ASSIGNMENT
Return every line in the entries below where the word "composes" shows up.
---- DATA SHOWN
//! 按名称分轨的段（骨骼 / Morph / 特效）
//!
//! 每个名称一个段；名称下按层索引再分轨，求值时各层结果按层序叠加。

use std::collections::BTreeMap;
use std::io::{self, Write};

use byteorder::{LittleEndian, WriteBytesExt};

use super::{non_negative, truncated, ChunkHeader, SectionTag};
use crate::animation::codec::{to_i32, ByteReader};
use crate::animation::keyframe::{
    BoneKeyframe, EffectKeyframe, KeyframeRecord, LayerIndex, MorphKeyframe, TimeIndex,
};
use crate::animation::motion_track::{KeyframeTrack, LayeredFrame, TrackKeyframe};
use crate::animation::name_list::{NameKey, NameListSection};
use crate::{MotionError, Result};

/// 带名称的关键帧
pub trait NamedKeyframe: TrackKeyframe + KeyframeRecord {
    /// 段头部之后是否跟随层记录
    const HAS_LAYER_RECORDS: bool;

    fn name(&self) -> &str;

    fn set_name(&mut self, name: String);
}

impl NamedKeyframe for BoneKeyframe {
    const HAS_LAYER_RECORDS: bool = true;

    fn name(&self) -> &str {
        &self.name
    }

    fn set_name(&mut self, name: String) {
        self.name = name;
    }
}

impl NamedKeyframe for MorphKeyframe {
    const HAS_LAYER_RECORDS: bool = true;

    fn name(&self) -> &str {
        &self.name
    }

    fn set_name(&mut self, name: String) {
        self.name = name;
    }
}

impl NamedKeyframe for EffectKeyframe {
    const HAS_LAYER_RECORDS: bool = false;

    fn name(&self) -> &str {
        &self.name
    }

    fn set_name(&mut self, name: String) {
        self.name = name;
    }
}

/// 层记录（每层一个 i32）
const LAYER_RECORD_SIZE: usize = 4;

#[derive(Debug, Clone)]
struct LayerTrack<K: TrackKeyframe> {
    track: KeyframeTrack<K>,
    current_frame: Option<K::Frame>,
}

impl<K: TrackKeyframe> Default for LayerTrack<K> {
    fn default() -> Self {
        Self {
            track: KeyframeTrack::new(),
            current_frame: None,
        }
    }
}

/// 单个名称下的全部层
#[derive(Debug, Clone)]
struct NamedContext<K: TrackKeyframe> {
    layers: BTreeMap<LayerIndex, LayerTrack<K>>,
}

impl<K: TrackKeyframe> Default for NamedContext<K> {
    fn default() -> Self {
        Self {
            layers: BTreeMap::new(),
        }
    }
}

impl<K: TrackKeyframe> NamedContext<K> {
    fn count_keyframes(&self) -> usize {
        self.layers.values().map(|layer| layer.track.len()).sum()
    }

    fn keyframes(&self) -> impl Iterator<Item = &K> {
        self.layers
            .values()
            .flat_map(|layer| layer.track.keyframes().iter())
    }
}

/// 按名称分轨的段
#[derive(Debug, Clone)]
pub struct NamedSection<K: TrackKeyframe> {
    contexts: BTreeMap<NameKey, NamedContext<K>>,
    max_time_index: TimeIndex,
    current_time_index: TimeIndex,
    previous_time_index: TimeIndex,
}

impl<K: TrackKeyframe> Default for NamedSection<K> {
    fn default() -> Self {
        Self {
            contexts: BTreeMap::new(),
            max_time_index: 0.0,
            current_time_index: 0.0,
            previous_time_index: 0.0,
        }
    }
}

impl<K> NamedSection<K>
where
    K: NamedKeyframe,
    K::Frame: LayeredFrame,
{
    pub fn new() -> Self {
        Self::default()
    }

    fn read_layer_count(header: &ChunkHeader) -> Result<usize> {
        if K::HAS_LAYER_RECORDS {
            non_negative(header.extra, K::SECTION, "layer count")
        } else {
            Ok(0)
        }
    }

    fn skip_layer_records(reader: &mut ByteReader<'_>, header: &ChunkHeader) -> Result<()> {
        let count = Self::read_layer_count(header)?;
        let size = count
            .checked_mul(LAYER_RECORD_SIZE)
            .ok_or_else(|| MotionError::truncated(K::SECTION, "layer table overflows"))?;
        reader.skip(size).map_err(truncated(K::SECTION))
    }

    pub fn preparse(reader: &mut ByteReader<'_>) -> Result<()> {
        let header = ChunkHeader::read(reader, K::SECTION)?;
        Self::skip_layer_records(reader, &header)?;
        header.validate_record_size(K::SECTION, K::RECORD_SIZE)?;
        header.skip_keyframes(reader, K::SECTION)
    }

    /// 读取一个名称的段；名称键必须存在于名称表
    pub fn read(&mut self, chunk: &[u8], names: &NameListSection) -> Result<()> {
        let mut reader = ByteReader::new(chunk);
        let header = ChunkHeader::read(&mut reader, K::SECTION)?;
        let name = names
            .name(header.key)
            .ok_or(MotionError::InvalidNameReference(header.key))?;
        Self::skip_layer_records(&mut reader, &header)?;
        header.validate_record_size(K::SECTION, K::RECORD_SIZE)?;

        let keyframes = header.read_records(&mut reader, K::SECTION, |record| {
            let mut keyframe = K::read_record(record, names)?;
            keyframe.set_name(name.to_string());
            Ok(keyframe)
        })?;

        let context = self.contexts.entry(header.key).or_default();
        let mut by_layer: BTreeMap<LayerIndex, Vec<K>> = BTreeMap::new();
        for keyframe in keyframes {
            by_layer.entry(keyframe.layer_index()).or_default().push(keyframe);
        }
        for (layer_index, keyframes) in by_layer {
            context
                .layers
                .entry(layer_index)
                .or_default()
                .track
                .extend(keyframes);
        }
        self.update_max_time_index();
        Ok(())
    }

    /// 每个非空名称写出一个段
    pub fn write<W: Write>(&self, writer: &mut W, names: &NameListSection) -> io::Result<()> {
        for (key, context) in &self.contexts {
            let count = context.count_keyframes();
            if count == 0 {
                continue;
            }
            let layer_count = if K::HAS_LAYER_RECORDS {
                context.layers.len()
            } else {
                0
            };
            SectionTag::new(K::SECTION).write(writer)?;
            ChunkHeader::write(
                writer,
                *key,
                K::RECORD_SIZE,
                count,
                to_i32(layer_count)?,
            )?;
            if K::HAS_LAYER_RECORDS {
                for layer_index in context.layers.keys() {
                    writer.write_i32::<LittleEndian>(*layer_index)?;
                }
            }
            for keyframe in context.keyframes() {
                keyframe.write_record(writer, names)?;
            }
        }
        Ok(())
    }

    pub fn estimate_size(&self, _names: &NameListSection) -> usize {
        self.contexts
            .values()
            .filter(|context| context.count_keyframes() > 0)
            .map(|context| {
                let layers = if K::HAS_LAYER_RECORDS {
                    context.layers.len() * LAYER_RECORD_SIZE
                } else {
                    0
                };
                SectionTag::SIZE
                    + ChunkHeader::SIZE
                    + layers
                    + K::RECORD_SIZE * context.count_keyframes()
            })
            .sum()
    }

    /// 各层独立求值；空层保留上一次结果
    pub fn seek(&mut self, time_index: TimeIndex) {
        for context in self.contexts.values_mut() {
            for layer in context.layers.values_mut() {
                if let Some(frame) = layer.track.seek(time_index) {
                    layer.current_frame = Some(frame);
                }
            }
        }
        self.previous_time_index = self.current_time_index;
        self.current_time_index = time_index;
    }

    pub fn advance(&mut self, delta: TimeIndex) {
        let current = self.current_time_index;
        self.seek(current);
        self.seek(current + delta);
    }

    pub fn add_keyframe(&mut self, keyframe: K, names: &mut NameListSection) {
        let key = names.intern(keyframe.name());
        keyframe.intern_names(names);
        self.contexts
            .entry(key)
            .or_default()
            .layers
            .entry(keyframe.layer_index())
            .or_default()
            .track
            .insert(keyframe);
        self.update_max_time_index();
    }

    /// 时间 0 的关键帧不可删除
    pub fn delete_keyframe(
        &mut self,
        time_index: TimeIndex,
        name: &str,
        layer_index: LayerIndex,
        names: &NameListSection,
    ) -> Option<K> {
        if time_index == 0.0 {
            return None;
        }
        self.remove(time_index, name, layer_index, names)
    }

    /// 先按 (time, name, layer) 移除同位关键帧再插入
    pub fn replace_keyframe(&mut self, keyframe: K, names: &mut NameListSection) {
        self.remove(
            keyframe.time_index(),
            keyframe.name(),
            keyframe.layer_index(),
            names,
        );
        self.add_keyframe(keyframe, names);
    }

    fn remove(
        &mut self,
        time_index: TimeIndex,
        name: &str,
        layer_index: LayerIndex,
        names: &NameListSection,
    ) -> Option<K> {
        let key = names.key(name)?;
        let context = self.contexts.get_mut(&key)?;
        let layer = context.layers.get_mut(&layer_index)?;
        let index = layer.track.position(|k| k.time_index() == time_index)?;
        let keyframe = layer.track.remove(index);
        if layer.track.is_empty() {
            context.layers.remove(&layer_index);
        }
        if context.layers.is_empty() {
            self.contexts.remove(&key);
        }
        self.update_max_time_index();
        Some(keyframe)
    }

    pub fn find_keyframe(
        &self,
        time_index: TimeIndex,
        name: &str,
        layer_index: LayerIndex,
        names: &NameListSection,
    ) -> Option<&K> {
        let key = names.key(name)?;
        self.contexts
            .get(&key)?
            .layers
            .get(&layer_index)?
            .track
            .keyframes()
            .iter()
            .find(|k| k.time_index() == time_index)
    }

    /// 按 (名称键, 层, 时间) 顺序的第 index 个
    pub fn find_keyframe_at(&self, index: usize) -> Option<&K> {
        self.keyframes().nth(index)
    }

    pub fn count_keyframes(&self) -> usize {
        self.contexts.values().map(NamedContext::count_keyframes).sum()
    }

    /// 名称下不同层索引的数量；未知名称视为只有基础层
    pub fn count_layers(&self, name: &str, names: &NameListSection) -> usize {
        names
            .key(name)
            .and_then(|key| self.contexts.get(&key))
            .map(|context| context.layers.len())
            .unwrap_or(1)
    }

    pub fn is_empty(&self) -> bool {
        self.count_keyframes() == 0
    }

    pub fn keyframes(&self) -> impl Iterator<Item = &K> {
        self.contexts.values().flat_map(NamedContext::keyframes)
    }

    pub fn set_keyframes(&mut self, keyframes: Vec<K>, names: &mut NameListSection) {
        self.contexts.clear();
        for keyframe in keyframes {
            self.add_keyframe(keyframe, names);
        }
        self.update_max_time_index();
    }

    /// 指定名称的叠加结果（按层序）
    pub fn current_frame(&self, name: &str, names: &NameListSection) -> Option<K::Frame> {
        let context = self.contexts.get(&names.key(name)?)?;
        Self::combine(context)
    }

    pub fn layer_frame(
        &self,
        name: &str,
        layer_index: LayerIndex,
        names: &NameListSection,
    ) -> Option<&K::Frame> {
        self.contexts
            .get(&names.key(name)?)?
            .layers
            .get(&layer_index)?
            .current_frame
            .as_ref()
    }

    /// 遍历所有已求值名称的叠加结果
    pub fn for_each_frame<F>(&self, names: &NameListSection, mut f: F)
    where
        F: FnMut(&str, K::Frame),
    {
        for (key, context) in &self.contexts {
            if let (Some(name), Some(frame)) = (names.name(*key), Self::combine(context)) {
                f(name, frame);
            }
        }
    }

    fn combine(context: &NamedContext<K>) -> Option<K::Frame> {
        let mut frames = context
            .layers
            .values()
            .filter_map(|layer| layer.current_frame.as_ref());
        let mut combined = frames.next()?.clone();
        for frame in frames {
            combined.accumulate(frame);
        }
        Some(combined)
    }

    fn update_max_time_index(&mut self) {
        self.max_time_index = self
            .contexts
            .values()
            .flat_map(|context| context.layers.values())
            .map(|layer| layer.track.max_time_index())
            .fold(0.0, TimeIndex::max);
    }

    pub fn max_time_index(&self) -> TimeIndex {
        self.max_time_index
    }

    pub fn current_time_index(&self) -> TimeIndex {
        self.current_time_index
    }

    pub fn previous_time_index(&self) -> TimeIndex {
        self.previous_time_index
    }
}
--------
---- DATA SHOWN
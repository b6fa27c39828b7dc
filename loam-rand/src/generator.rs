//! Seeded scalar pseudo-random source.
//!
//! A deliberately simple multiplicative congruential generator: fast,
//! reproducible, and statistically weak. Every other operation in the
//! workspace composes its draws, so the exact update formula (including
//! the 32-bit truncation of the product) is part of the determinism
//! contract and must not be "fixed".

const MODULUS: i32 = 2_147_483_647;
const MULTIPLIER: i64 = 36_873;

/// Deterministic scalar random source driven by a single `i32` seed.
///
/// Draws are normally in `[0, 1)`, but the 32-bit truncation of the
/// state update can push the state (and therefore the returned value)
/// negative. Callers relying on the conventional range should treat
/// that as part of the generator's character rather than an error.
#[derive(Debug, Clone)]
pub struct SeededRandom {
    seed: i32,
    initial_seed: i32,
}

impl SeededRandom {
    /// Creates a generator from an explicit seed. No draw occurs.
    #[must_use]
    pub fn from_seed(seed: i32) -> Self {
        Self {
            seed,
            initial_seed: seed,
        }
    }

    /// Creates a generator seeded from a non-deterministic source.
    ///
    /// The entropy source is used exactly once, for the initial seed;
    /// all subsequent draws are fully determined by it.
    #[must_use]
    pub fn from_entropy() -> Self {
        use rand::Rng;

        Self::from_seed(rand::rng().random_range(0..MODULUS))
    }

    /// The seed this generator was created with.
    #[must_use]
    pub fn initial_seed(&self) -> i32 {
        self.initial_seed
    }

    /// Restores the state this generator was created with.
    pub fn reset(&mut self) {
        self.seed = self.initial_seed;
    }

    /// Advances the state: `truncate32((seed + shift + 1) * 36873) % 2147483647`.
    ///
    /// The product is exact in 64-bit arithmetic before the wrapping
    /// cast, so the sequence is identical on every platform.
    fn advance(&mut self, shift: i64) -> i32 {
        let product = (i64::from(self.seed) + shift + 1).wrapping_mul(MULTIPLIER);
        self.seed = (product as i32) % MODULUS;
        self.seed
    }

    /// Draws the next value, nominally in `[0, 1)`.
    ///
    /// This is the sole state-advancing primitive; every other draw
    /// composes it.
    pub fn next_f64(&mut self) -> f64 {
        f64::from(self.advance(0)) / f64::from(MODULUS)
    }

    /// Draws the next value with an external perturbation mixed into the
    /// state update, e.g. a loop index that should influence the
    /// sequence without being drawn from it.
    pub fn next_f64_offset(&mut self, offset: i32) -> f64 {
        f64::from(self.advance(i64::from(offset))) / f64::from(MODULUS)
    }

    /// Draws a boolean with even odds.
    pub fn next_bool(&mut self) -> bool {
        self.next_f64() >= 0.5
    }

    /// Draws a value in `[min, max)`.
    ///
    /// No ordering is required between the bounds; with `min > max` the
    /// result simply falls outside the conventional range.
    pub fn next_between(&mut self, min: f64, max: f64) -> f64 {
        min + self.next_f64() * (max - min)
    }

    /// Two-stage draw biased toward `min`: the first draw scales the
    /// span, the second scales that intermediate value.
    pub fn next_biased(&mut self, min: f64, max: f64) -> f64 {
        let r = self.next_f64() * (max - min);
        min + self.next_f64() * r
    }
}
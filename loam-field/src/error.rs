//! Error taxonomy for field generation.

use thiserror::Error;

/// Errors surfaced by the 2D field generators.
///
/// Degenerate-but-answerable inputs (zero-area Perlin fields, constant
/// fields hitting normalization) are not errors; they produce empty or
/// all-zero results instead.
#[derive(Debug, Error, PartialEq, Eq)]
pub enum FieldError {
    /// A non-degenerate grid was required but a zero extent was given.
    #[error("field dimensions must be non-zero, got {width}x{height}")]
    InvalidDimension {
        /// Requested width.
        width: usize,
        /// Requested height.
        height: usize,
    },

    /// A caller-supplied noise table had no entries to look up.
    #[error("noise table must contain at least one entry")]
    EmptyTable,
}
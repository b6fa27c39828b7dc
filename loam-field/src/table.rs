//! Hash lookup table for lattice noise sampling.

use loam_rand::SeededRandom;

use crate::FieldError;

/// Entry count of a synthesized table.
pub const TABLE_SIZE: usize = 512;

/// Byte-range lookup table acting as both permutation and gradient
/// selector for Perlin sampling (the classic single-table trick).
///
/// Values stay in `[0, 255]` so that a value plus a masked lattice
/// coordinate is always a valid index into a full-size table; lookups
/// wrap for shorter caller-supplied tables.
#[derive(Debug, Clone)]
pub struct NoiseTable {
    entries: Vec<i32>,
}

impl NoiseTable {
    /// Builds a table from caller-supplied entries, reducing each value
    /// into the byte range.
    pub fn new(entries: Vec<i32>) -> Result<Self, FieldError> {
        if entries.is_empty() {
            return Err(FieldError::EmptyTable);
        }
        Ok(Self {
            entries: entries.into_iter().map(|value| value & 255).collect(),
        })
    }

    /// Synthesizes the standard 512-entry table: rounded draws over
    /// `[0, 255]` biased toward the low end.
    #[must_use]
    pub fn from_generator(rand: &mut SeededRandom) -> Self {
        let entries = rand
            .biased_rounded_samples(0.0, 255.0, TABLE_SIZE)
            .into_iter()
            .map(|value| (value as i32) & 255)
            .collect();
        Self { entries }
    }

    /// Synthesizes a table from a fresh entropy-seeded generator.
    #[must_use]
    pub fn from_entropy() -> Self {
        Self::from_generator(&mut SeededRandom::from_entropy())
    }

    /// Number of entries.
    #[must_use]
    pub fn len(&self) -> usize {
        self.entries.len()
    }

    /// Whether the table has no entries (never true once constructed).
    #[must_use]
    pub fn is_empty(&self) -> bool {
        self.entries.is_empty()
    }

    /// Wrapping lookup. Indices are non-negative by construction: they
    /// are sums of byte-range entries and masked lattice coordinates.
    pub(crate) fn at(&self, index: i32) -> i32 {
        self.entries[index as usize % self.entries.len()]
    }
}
--------
SOLUTION FOR THIS PROBLEM
//! workspace composes its draws, so the exact update formula (including
    /// composes it.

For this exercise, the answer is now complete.